→ TO DO:
Which lines of the entries contain the word "Result"? Please list them.

________________

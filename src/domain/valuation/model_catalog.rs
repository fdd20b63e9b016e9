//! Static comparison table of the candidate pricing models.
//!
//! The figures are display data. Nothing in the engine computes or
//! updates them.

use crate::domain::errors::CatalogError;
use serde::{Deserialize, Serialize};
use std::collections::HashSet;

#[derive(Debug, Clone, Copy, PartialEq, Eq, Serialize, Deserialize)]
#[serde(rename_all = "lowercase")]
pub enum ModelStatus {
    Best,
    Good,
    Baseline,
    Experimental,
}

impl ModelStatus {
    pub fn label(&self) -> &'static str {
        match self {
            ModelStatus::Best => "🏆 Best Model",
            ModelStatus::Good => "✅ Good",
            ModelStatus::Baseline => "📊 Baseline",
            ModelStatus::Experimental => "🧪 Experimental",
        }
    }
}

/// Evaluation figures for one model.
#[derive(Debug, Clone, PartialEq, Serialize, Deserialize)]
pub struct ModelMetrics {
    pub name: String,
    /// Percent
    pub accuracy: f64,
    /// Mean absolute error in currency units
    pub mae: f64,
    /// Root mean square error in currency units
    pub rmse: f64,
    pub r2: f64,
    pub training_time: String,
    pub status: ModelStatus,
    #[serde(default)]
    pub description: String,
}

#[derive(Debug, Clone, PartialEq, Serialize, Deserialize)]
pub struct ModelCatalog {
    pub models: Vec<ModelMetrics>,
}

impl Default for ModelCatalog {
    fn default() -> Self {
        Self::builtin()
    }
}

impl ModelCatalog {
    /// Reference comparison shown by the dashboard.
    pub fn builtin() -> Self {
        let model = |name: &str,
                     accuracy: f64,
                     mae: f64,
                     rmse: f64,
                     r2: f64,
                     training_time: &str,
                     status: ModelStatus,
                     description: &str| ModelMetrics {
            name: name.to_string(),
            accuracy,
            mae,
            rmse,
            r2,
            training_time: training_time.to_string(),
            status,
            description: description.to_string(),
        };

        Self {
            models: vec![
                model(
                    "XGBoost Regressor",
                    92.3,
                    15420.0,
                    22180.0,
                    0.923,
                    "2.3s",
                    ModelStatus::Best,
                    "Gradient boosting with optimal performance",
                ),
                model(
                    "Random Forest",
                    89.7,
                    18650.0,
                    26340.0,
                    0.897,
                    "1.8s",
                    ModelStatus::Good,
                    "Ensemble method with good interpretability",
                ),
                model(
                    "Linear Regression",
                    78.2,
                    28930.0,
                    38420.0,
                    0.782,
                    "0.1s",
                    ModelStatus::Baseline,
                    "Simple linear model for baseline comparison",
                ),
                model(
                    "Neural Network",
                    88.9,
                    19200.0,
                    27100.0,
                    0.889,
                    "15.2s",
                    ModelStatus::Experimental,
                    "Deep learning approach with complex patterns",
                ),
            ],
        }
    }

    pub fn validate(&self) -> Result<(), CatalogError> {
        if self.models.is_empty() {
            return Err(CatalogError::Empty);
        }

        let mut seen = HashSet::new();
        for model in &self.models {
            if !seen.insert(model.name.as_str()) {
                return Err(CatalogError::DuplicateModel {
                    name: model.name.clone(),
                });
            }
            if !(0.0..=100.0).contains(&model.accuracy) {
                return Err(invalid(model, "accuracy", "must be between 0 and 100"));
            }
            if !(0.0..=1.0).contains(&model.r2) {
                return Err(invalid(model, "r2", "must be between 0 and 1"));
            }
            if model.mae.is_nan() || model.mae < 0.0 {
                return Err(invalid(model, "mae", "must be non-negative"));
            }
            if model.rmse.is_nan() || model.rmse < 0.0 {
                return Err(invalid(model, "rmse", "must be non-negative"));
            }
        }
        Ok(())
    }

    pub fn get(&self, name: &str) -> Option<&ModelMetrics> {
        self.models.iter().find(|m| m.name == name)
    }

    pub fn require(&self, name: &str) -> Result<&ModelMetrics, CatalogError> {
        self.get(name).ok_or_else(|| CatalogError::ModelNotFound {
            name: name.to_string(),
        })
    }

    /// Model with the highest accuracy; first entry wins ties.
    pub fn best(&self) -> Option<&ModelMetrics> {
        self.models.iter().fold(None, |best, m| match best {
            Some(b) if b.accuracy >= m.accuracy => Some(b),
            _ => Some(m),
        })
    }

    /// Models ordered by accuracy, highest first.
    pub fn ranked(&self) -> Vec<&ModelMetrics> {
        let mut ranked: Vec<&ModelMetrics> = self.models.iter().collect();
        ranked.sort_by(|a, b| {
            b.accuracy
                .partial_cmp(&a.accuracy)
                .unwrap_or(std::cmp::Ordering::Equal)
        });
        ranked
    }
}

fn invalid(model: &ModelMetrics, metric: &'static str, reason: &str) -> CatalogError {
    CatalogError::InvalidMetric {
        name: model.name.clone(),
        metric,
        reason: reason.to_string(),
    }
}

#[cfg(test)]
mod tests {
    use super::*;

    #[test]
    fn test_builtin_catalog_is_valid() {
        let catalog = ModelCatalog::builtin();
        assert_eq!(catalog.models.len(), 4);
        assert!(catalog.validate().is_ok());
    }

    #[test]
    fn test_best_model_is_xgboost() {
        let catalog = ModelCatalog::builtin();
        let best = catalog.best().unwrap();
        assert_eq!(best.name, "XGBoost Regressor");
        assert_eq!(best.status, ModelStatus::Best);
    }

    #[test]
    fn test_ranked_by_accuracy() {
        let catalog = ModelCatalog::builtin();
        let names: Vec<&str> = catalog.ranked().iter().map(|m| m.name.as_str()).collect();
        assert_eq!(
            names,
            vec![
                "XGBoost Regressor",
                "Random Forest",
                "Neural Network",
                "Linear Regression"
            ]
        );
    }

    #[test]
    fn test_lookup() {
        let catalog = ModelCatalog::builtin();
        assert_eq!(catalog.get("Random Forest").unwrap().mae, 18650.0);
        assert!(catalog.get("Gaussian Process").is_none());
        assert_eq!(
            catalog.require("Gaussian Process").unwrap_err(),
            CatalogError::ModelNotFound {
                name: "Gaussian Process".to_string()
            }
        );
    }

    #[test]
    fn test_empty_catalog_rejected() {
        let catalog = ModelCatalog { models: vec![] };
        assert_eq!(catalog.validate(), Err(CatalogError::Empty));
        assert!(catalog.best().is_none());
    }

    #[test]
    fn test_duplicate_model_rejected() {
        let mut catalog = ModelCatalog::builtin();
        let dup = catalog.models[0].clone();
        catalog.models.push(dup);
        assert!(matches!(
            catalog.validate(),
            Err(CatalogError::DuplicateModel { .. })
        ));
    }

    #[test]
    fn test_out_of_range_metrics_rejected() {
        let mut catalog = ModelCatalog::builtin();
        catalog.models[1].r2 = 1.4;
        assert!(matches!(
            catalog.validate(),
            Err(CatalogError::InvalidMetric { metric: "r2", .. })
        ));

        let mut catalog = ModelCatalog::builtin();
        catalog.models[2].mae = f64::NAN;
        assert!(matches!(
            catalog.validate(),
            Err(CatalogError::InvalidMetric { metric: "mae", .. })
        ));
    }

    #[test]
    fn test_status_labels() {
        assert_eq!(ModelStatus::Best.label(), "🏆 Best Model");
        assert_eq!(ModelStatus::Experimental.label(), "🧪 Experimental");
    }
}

________________

→ EXERCISE RESPONSE:
    pub fn validate(&self) -> Result<(), CatalogError> {
    pub fn require(&self, name: &str) -> Result<&ModelMetrics, CatalogError> {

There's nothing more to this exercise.